Well, isn’t amazing the things you learn when you venture away from the big smoke! And indeed we learned that and more when overnighting in Crookwell. Plus we experienced some of the wonders of Australia’s native wildlife.
Departing home, we rested briefly at one of Bilpin’s cafes selling its speciality, apple pies, made from local apples. The Pines Orchard, makes delicious pies with a biscuity pastry topping and is a true winner for us.
Leaving the highway at Lithgow, we circumnavigated Lake Lyell…
and discovered a spot of roadworks. All good for this riding queen cos I’ve got over my fear of gravel roads, yes I have, or rather… yes, I had to because those roads need maintaining and, without fail, every trip we come across a stretch of gravel road waiting to help me ‘get over my fear’!
Stopping at Bathurst for lunch, we spotted some of Australia’s beautiful, colourful, native birds. You might have heard of these, budgies, and yes, they love ‘not being in a cage’. Imagine that! Just doing their thing on the grass near us. Although, like most wild animals, not the best at posing for photos!
At Bathurst, we headed south, via Newbridge. Beautiful road surface and sweeping corners (my favourite combination) we stopped at the ‘town’ of Trunkey Creek, an early colonial settlement with some lovely old buildings. This one is the local Anglican Church. (Amazingly, the Anglicans kindly let the “other team” (the Catholics) hold a mass inside once a month.)
Continuing south, we arrived to a view of Crookwell. Fans of New South Wales country towns will know that a feature of many of them are their ‘look outs’, Crookwell doesn’t need one. And at over 900 metres above sea level, I’m not sure where they would put it.
After settling into our hotel, the Upland Pastures Motel, run by the lovely Janine (currently charging $60 for motorbikers, just ask), we headed out to explore this pretty town.
We soon discovered the new riverside park, with interesting benches, ducks and a backdrop of sheep and frolicking horses, Ridiculously lovely at sunset.
And what Australian town would be complete without a big something? This time, a big chainsaw on top of a local hardware store.
The next morning we took a slight detour, thanks to the recommendations of a friendly local, towards Rugby, where the road was flanked by beautiful rock formations and rolling hills.

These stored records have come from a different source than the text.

#[cfg(test)]
mod tests {
    use super::*;
    use crate::display_list::{DisplayList, DrawCommand};
    use inkboard_core::shapes::{SerializableColor, TextContent};

    fn record(canvas: &Canvas) -> DisplayList {
        let size = Size::new(800.0, 600.0);
        let mut list = DisplayList::new(size);
        render(&RenderContext::new(canvas, size).with_grid(GridStyle::None), &mut list);
        list
    }

    fn layer_index(list: &DisplayList, wanted: CompositeMode) -> Option<usize> {
        list.commands()
            .iter()
            .position(|c| matches!(c, DrawCommand::PushLayer { mode, .. } if *mode == wanted))
    }

    #[test]
    fn test_empty_scene_clears_and_balances() {
        let canvas = Canvas::new();
        let list = record(&canvas);
        assert!(matches!(list.commands()[0], DrawCommand::Clear(_)));
        assert!(list.is_balanced());
    }

    #[test]
    fn test_grid_follows_config() {
        let canvas = Canvas::new();
        let size = Size::new(100.0, 100.0);
        let mut list = DisplayList::new(size);
        render(&RenderContext::new(&canvas, size), &mut list);
        assert!(matches!(list.commands()[1], DrawCommand::Stroke { .. }));
    }

    #[test]
    fn test_layer_order() {
        let mut canvas = Canvas::new();
        canvas.set_background(Some(RasterImage::from_parts("image/png", vec![0], 4, 4)));
        canvas.add_object(SceneObject::new(ObjectBody::Rect, 0.0, 0.0, 10.0, 10.0));
        canvas.add_stroke(InkStroke::new(StrokeKind::Pen, SerializableColor::black(), 2.0, Point::ZERO));
        canvas.set_pending(Vec::new(), vec![SceneObject::new(ObjectBody::Ellipse, 0.0, 0.0, 5.0, 5.0)]);

        let list = record(&canvas);
        let commands = list.commands();
        let image = commands.iter().position(|c| matches!(c, DrawCommand::Image { .. })).unwrap();
        let rect = commands.iter().position(|c| matches!(c, DrawCommand::Stroke { .. })).unwrap();
        let layers: Vec<usize> = commands
            .iter()
            .enumerate()
            .filter(|(_, c)| matches!(c, DrawCommand::PushLayer { .. }))
            .map(|(i, _)| i)
            .collect();
        assert!(image < rect);
        assert_eq!(layers.len(), 2);
        assert!(rect < layers[0]);
        assert!(matches!(commands[layers[1]], DrawCommand::PushLayer { alpha, .. } if alpha < 1.0));
        assert!(list.is_balanced());
    }

    #[test]
    fn test_eraser_strokes_cut_inside_stroke_layer() {
        let mut canvas = Canvas::new();
        let mut ink = InkStroke::new(StrokeKind::Eraser, SerializableColor::black(), 20.0, Point::ZERO);
        ink.points.push(Point::new(30.0, 0.0));
        canvas.add_stroke(ink);
        let list = record(&canvas);
        let outer = layer_index(&list, CompositeMode::SourceOver).unwrap();
        let cut = layer_index(&list, CompositeMode::DestinationOut).unwrap();
        assert!(outer < cut);
        assert!(list.is_balanced());
    }

    #[test]
    fn test_device_pixel_ratio_only_in_transform() {
        let mut canvas = Canvas::new();
        canvas.set_device_pixel_ratio(2.0);
        let mut object = SceneObject::new(ObjectBody::Rect, 0.0, 0.0, 10.0, 10.0);
        object.fill = SerializableColor::white();
        canvas.add_object(object);
        let list = record(&canvas);
        let transform = list
            .commands()
            .iter()
            .find_map(|c| match c {
                DrawCommand::Fill { transform, .. } => Some(*transform),
                _ => None,
            })
            .unwrap();
        assert_eq!(transform * Point::new(10.0, 10.0), Point::new(20.0, 20.0));
    }

    #[test]
    fn test_rotation_about_center() {
        let mut canvas = Canvas::new();
        let mut object = SceneObject::new(ObjectBody::Rect, 0.0, 0.0, 20.0, 10.0);
        object.rotation = PI;
        canvas.add_object(object);
        let list = record(&canvas);
        let DrawCommand::Stroke { transform, .. } = &list.commands()[1] else {
            panic!("expected outline");
        };
        let mapped = *transform * Point::new(0.0, 0.0);
        assert!((mapped - Point::new(20.0, 10.0)).hypot() < 1e-9);
    }

    #[test]
    fn test_editing_text_is_skipped() {
        let mut canvas = Canvas::new();
        let id = canvas.add_object(SceneObject::new(ObjectBody::Text(TextContent::new("hi")), 0.0, 0.0, 50.0, 20.0));
        let list = record(&canvas);
        assert!(list.commands().iter().any(|c| matches!(c, DrawCommand::Text { .. })));

        let size = Size::new(800.0, 600.0);
        let mut ctx = RenderContext::new(&canvas, size);
        ctx.editing_object = Some(id);
        let mut list = DisplayList::new(size);
        render(&ctx, &mut list);
        assert!(!list.commands().iter().any(|c| matches!(c, DrawCommand::Text { .. })));
    }

    #[test]
    fn test_single_selection_draws_handles() {
        let mut canvas = Canvas::new();
        let id = canvas.add_object(SceneObject::new(ObjectBody::Rect, 0.0, 0.0, 100.0, 100.0));
        let plain = record(&canvas).len();
        canvas.set_selection([EntityRef::Object(id)]);
        let selected = record(&canvas).len();
        // Dashed outline, rotate connector, then fill and border per handle.
        assert_eq!(selected, plain + 2 + 2 * 5);
    }

    #[test]
    fn test_marquee_is_drawn_last() {
        let canvas = Canvas::new();
        let size = Size::new(200.0, 200.0);
        let ctx = RenderContext::new(&canvas, size)
            .with_grid(GridStyle::None)
            .with_selection_rect(Some(Rect::new(10.0, 10.0, 50.0, 40.0)));
        let mut list = DisplayList::new(size);
        render(&ctx, &mut list);
        assert!(matches!(list.commands().last(), Some(DrawCommand::Stroke { .. })));
    }
}
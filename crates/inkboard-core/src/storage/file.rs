//! Board files on the native file system.
//!
//! Each board is one version-1 JSON document named after its sanitized id.
//! Saves go through a sibling temp file and a rename, so a crash mid-write
//! leaves the previous board intact rather than a truncated document.

use super::{BoxFuture, Storage, StorageError, StorageResult};
use crate::board::{BoardData, BoardError};
use std::fs;
use std::io::ErrorKind;
use std::path::{Path, PathBuf};

const BOARD_EXTENSION: &str = "json";
const PARTIAL_EXTENSION: &str = "json.partial";

/// Stores boards as JSON files in a directory.
pub struct FileStorage {
    base_path: PathBuf,
}

impl FileStorage {
    /// Create a file storage rooted at `base_path`, creating the directory
    /// if needed. Partial files left by an interrupted save are removed.
    pub fn new(base_path: PathBuf) -> StorageResult<Self> {
        fs::create_dir_all(&base_path)
            .map_err(|e| StorageError::Io(format!("Failed to create storage directory: {e}")))?;
        let storage = Self { base_path };
        storage.sweep_partials();
        Ok(storage)
    }

    /// File storage in the platform data directory (`inkboard/boards`).
    pub fn default_location() -> StorageResult<Self> {
        let base = dirs::data_local_dir()
            .or_else(dirs::home_dir)
            .ok_or_else(|| StorageError::Io("Could not determine home directory".to_string()))?;
        Self::new(base.join("inkboard").join("boards"))
    }

    pub fn base_path(&self) -> &Path {
        &self.base_path
    }

    fn file_stem(id: &str) -> String {
        id.chars()
            .map(|c| if c.is_alphanumeric() || c == '-' || c == '_' { c } else { '_' })
            .collect()
    }

    fn board_path(&self, id: &str) -> PathBuf {
        self.base_path.join(format!("{}.{BOARD_EXTENSION}", Self::file_stem(id)))
    }

    fn partial_path(&self, id: &str) -> PathBuf {
        self.base_path.join(format!("{}.{PARTIAL_EXTENSION}", Self::file_stem(id)))
    }

    fn sweep_partials(&self) {
        let Ok(entries) = fs::read_dir(&self.base_path) else {
            return;
        };
        for path in entries.flatten().map(|entry| entry.path()) {
            if is_partial(&path) {
                match fs::remove_file(&path) {
                    Ok(()) => log::warn!("Removed partial board file {}", path.display()),
                    Err(e) => log::warn!("Could not remove partial board file {}: {e}", path.display()),
                }
            }
        }
    }
}

fn is_partial(path: &Path) -> bool {
    path.file_name()
        .and_then(|name| name.to_str())
        .is_some_and(|name| name.ends_with(&format!(".{PARTIAL_EXTENSION}")))
}

fn write_atomically(partial: &Path, target: &Path, contents: &str) -> std::io::Result<()> {
    fs::write(partial, contents)?;
    fs::rename(partial, target).inspect_err(|_| {
        let _ = fs::remove_file(partial);
    })
}

impl Storage for FileStorage {
    fn save(&self, id: &str, board: &BoardData) -> BoxFuture<'_, StorageResult<()>> {
        let path = self.board_path(id);
        let partial = self.partial_path(id);
        let json = board.to_json();
        Box::pin(async move {
            let json = json?;
            write_atomically(&partial, &path, &json)
                .map_err(|e| StorageError::Io(format!("Failed to write {}: {e}", path.display())))?;
            log::info!("Saved board to {}", path.display());
            Ok(())
        })
    }

    fn load(&self, id: &str) -> BoxFuture<'_, StorageResult<BoardData>> {
        let path = self.board_path(id);
        let id = id.to_string();
        Box::pin(async move {
            let json = match fs::read_to_string(&path) {
                Ok(json) => json,
                Err(e) if e.kind() == ErrorKind::NotFound => return Err(StorageError::NotFound(id)),
                Err(e) => return Err(StorageError::Io(format!("Failed to read {}: {e}", path.display()))),
            };
            BoardData::from_json(&json).map_err(|e| {
                if let BoardError::UnsupportedVersion(version) = &e {
                    log::warn!("Board {} has unsupported version {version}", path.display());
                }
                StorageError::Serialization(format!("Failed to parse {}: {e}", path.display()))
            })
        })
    }

    fn delete(&self, id: &str) -> BoxFuture<'_, StorageResult<()>> {
        let path = self.board_path(id);
        Box::pin(async move {
            match fs::remove_file(&path) {
                Ok(()) => Ok(()),
                Err(e) if e.kind() == ErrorKind::NotFound => Ok(()),
                Err(e) => Err(StorageError::Io(format!("Failed to delete {}: {e}", path.display()))),
            }
        })
    }

    fn list(&self) -> BoxFuture<'_, StorageResult<Vec<String>>> {
        let base = self.base_path.clone();
        Box::pin(async move {
            let entries = match fs::read_dir(&base) {
                Ok(entries) => entries,
                Err(e) if e.kind() == ErrorKind::NotFound => return Ok(Vec::new()),
                Err(e) => return Err(StorageError::Io(format!("Failed to read directory: {e}"))),
            };
            let mut ids: Vec<String> = entries
                .flatten()
                .map(|entry| entry.path())
                .filter(|path| !is_partial(path))
                .filter(|path| path.extension().is_some_and(|ext| ext == BOARD_EXTENSION))
                .filter_map(|path| path.file_stem().and_then(|s| s.to_str()).map(str::to_string))
                .collect();
            ids.sort();
            Ok(ids)
        })
    }

    fn exists(&self, id: &str) -> BoxFuture<'_, StorageResult<bool>> {
        let path = self.board_path(id);
        Box::pin(async move { Ok(path.is_file()) })
    }
}

#[cfg(test)]
mod tests {
    use super::*;
    use crate::storage::test_util::block_on;
    use tempfile::tempdir;

    fn storage_in(dir: &Path) -> FileStorage {
        FileStorage::new(dir.to_path_buf()).unwrap()
    }

    #[test]
    fn test_save_load_and_overwrite() {
        let dir = tempdir().unwrap();
        let storage = storage_in(dir.path());
        let mut board = BoardData::default();
        board.offset_x = -40.0;
        block_on(storage.save("test-board", &board)).unwrap();

        board.scale = 3.0;
        block_on(storage.save("test-board", &board)).unwrap();
        assert_eq!(block_on(storage.load("test-board")).unwrap(), board);
        assert!(!dir.path().join("test-board.json.partial").exists());
    }

    #[test]
    fn test_missing_board_is_not_found() {
        let dir = tempdir().unwrap();
        let storage = storage_in(dir.path());
        assert!(matches!(block_on(storage.load("nonexistent")), Err(StorageError::NotFound(id)) if id == "nonexistent"));
        block_on(storage.delete("nonexistent")).unwrap();
    }

    #[test]
    fn test_partial_files_are_swept_and_never_listed() {
        let dir = tempdir().unwrap();
        fs::write(dir.path().join("crashed.json.partial"), "{\"vers").unwrap();
        let storage = storage_in(dir.path());
        assert!(!dir.path().join("crashed.json.partial").exists());

        block_on(storage.save("b2", &BoardData::default())).unwrap();
        block_on(storage.save("b1", &BoardData::default())).unwrap();
        fs::write(dir.path().join("late.json.partial"), "{").unwrap();
        fs::write(dir.path().join("notes.txt"), "ignored").unwrap();
        assert_eq!(block_on(storage.list()).unwrap(), vec!["b1".to_string(), "b2".to_string()]);

        block_on(storage.delete("b1")).unwrap();
        assert!(!block_on(storage.exists("b1")).unwrap());
    }

    #[test]
    fn test_ids_are_sanitized_into_file_names() {
        let dir = tempdir().unwrap();
        let storage = storage_in(dir.path());
        block_on(storage.save("team/board:with*special", &BoardData::default())).unwrap();
        assert!(dir.path().join("team_board_with_special.json").exists());
        assert!(block_on(storage.load("team/board:with*special")).is_ok());
    }

    #[test]
    fn test_foreign_version_and_corrupt_files_are_rejected() {
        let dir = tempdir().unwrap();
        let storage = storage_in(dir.path());
        fs::write(dir.path().join("future.json"), r#"{"version":2}"#).unwrap();
        fs::write(dir.path().join("broken.json"), "{not json").unwrap();

        let future = block_on(storage.load("future"));
        assert!(matches!(&future, Err(StorageError::Serialization(msg)) if msg.contains("version 2")));
        assert!(matches!(block_on(storage.load("broken")), Err(StorageError::Serialization(_))));
        assert!(block_on(storage.exists("future")).unwrap());
    }
}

And then we bumped into these people, not sure who they were, but they were friendly enough. Ok, ok, Dave and Toni, well known to us and passing through on a mere 600km plus ride for the day. Way more hard core than us. (Although not as hard core than fellow blogger Zed14, you’re my idol!)
Dave recommended a quick side-trip 10km south towards Goulburn for the spectacular sight of the Crookwell Windfarm. And this is where we discovered the fact about Crookwell’s air and that it is the site of Australia’s first wind farm. Very impressive and way more turbines than I manage to capture in my photos.
Our route home was via Taralga to Oberon, a road we have travelled several times and definitely a favourite of mine. It affords magnificent views east and west across Australia’s Great Diving Range.
The Crookwell to Taralga road was new to us and a lovely road with a great surface and stunning scenery. We will revisit that one. In fact, there are so many great roads in this region, mostly at high altitude. Suspect we will be regular visitors this summer when it gets too hot to be hanging around the lowlands.
Lunch and fuel in Oberon then home via Mount Victoria.
Apart from the great weather and lovely roads, a highlight of the return trip was being attacked, for the second time, by a magpie, in exactly the same spot as I had been attacked before. In fact, I reckon he remembered me because, as we approached the junction of Darling Causeway and Bell’s Line of Road, I commented to Gary how that was the spot I had been attacked before. So, as if on cue, I felt the little bastard bumping into the back of my helmet, scratching me with his claws and whining loudly at my audacity of me being vaguely somewhere near his nest. This is quite a well-known phenomenon in Australia, cyclists are known to tie cable ties to their helmets to deter these crazy birds but it doesn’t prepare you for the attack. Fortunately, a motorbike helmet and protective gear meant that I sustained no damage from the flying thug. Still, it isn’t the best experience.
It also doesn’t help if your husband is watching the whole thing in his mirror and laughing loudly across the intercom. Interesting that Mr Magpie was not interested in Gary riding ahead or me or the rider who was following me. Why pick on me?!?
But it didn’t spoil the weekend, after all, what’s not to love? Visiting a town of clean air and experiencing the nature that New South Wales has to provide is one of the best ways, in my opinion, to spend 36 hours.